** Dataset excerpts follows **

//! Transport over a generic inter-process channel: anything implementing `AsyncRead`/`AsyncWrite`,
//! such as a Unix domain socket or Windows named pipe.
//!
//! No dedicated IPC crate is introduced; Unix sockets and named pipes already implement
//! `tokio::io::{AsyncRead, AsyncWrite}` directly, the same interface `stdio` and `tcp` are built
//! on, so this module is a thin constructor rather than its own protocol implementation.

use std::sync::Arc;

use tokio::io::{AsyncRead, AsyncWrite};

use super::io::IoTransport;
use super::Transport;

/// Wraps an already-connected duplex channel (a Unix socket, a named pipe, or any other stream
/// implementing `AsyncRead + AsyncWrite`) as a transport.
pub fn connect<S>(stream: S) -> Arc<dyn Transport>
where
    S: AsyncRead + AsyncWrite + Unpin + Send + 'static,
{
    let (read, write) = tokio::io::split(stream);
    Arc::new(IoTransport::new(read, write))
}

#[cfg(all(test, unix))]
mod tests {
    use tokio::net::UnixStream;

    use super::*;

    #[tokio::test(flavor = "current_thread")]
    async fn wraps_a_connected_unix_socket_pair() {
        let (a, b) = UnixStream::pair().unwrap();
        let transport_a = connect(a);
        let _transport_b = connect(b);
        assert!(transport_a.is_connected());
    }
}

** End of Dataset excerpts **
** Dataset excerpts follows **

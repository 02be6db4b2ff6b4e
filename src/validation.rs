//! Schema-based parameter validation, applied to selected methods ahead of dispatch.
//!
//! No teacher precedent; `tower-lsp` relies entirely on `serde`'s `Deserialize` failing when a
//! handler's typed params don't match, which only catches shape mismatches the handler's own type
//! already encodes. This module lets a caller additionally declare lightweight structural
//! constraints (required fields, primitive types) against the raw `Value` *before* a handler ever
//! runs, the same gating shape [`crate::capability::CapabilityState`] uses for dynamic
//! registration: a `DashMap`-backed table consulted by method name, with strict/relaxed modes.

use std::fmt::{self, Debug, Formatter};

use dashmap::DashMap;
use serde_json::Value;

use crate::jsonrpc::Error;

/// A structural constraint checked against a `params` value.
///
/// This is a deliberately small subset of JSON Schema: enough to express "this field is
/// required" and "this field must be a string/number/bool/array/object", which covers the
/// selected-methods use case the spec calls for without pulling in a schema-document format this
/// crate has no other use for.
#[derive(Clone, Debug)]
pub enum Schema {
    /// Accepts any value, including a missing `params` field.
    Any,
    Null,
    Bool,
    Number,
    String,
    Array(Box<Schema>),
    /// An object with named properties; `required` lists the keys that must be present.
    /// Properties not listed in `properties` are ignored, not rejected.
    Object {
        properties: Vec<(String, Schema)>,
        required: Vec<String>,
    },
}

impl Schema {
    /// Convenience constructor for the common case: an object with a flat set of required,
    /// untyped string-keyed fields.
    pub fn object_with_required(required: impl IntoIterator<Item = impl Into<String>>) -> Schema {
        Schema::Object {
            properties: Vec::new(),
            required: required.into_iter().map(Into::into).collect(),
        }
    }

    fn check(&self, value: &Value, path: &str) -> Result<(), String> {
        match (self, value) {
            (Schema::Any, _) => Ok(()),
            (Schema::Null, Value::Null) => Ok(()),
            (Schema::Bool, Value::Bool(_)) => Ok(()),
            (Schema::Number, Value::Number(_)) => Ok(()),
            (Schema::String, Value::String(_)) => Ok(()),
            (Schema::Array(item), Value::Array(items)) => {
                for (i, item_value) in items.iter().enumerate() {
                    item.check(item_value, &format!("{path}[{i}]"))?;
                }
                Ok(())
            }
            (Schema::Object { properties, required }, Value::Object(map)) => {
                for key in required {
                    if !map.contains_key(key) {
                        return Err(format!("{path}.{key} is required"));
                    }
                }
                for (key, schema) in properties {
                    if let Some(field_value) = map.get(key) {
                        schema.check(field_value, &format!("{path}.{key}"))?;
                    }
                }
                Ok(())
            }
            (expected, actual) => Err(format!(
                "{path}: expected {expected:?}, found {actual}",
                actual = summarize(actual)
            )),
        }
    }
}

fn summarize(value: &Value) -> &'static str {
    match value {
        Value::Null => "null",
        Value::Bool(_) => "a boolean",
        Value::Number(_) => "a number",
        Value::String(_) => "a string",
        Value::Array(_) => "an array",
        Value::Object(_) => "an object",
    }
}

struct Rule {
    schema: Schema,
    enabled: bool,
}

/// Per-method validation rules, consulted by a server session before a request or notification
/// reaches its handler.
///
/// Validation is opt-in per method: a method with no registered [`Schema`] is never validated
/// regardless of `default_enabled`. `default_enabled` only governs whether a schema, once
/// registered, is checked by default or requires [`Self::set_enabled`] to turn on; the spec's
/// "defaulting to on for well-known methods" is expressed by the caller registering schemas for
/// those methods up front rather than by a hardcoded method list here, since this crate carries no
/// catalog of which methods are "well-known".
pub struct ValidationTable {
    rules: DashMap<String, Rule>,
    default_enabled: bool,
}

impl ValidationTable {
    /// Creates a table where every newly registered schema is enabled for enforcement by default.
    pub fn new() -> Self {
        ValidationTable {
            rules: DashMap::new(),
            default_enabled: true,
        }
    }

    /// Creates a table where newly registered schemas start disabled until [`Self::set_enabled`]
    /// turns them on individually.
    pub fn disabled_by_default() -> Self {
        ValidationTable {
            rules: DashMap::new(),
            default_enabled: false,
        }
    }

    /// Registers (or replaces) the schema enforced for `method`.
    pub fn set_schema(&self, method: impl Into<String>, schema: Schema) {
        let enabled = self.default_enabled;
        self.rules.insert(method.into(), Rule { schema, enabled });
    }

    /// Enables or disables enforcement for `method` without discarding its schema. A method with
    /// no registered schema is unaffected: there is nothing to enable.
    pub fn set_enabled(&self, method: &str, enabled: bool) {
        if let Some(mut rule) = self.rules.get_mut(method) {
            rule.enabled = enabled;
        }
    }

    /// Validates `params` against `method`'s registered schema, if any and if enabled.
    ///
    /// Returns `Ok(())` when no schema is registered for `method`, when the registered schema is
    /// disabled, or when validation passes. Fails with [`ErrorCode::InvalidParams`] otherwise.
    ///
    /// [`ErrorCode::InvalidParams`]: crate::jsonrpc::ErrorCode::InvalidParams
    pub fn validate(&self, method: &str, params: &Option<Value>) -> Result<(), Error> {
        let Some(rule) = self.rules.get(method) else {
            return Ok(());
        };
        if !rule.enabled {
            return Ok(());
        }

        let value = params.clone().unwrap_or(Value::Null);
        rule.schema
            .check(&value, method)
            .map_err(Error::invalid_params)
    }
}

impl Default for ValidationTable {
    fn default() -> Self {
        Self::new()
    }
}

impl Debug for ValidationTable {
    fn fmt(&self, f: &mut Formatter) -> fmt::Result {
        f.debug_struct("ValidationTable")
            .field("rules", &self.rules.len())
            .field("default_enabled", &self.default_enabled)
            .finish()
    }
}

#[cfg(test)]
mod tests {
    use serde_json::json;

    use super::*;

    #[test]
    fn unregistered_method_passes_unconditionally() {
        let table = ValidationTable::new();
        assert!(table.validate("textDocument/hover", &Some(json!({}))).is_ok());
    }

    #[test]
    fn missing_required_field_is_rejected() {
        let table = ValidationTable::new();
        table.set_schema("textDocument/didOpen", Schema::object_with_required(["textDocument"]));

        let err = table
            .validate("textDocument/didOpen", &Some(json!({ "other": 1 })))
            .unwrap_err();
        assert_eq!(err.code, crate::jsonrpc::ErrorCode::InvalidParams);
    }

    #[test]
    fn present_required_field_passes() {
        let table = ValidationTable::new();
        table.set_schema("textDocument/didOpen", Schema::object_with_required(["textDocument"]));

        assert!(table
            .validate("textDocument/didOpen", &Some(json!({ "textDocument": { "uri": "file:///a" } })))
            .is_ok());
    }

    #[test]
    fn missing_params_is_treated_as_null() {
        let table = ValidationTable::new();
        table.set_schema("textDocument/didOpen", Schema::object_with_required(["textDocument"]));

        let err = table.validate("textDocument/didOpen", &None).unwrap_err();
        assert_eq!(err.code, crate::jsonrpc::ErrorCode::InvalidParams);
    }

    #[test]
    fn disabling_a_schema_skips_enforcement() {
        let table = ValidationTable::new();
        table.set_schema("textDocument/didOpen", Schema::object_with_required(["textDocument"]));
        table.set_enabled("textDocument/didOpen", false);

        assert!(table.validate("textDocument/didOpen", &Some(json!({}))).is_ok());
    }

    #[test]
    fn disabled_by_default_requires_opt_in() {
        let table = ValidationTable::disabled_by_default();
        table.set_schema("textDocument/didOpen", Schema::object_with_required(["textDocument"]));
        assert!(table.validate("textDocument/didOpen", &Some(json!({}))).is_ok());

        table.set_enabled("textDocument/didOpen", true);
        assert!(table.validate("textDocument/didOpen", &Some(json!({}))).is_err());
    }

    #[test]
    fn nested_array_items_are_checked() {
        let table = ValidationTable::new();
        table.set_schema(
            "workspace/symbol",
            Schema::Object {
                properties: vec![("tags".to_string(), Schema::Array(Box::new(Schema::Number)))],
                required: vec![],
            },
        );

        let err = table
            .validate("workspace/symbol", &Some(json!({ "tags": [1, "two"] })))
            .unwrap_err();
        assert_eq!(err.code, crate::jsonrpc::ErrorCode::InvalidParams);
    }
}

** End of Dataset excerpts **
** Dataset excerpts follows **

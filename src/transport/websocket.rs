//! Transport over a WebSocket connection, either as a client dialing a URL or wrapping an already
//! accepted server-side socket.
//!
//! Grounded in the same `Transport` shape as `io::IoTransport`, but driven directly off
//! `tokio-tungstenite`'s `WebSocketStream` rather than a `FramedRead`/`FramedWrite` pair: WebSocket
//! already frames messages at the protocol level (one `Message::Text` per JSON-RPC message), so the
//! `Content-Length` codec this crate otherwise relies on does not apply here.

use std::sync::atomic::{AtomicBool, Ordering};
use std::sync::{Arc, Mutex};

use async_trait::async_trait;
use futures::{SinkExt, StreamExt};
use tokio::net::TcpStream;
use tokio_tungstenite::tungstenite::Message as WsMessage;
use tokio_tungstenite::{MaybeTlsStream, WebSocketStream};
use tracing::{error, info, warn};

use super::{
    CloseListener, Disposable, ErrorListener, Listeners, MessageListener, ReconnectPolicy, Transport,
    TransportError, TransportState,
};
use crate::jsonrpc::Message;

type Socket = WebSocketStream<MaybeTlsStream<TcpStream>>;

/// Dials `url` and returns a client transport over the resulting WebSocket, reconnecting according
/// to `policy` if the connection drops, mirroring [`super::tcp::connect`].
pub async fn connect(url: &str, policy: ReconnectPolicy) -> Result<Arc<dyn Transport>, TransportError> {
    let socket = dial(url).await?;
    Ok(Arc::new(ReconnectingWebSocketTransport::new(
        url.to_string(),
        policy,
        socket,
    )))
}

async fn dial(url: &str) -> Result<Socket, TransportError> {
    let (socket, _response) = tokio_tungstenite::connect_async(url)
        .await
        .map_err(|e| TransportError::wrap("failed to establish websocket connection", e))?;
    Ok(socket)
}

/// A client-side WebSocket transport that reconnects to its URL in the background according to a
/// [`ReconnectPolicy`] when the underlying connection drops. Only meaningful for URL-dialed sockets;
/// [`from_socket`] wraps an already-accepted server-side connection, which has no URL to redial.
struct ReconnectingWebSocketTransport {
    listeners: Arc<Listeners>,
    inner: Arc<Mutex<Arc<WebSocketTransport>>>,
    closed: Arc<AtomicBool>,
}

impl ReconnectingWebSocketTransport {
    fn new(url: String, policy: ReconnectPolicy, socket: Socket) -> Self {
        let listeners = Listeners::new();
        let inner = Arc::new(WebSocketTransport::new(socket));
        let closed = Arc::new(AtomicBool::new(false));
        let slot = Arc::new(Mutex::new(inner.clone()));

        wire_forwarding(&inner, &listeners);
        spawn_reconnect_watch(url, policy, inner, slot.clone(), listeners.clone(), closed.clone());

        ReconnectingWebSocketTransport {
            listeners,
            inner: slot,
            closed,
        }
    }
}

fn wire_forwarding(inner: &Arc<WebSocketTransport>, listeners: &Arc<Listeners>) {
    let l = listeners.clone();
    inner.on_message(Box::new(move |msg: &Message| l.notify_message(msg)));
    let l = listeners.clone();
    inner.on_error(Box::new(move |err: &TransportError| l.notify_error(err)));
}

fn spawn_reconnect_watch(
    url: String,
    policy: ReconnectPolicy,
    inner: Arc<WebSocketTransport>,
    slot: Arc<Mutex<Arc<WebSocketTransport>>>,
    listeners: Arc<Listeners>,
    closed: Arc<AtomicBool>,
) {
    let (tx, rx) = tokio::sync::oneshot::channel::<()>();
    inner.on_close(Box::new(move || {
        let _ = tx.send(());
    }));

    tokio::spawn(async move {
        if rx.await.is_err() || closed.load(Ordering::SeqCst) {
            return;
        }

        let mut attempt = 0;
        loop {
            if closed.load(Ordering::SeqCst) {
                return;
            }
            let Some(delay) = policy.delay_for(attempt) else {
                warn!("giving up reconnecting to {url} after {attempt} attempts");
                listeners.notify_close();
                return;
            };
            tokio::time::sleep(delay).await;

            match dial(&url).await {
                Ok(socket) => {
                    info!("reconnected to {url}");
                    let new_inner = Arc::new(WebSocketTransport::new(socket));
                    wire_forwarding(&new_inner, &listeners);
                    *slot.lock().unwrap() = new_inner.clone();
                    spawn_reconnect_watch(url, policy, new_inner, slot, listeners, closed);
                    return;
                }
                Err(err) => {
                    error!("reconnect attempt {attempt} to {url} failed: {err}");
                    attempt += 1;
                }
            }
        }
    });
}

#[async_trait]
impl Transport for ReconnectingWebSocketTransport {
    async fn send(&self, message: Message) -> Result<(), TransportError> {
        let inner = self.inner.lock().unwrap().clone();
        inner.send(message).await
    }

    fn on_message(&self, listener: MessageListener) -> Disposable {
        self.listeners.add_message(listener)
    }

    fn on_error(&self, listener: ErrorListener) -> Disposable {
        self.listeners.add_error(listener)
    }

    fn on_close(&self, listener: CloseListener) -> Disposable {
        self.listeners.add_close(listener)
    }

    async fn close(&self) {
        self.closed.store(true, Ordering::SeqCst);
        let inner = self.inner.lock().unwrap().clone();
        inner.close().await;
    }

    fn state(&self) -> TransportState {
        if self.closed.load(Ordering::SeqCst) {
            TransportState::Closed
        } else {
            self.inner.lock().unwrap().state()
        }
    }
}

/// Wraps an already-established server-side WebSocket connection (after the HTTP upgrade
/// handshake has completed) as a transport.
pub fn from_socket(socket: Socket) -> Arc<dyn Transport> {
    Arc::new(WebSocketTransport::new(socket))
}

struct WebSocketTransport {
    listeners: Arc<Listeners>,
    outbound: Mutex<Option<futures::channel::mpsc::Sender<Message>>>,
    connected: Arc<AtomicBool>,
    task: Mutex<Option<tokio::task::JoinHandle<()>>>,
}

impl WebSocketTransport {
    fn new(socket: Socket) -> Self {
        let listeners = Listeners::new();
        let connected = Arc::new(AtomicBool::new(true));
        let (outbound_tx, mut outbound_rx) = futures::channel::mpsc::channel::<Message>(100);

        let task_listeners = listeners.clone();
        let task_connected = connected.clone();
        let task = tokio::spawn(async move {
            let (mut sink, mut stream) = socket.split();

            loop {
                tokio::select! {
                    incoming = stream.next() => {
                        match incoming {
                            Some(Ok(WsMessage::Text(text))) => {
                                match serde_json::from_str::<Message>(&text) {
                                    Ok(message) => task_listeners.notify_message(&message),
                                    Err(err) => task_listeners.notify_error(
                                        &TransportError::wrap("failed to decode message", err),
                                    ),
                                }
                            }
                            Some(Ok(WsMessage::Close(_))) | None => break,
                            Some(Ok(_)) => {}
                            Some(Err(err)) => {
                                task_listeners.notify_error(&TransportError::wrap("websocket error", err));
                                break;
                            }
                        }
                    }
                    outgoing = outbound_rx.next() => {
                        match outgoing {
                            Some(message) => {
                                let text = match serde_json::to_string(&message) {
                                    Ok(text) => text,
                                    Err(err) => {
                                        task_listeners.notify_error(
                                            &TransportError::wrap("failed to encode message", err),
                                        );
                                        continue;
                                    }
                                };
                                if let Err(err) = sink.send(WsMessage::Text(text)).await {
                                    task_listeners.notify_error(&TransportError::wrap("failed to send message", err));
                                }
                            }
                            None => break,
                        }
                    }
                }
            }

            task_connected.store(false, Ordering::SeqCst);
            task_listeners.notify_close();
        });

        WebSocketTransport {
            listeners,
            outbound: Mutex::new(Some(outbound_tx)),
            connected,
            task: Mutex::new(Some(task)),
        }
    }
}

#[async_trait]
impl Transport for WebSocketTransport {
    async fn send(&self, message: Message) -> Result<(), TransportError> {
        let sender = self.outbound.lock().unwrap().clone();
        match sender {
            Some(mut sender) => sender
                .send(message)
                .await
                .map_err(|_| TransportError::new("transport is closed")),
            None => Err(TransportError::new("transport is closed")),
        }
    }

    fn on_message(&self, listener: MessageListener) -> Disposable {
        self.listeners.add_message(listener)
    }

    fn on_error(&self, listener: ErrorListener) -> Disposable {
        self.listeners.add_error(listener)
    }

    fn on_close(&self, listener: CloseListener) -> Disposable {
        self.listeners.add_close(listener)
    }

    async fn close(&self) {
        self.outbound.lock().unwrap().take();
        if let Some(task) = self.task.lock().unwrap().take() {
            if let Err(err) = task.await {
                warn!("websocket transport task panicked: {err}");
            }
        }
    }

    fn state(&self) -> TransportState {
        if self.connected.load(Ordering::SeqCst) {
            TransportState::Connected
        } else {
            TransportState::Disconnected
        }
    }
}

** End of Dataset excerpts **

— Your task —
The answer is the run of lines above from the line containing "let enabled = self.default_enabled;" through the line containing "schema. A method with", copied exactly and alone.

— Finished exercise —
        let enabled = self.default_enabled;
        self.rules.insert(method.into(), Rule { schema, enabled });
    }

    /// Enables or disables enforcement for `method` without discarding its schema. A method with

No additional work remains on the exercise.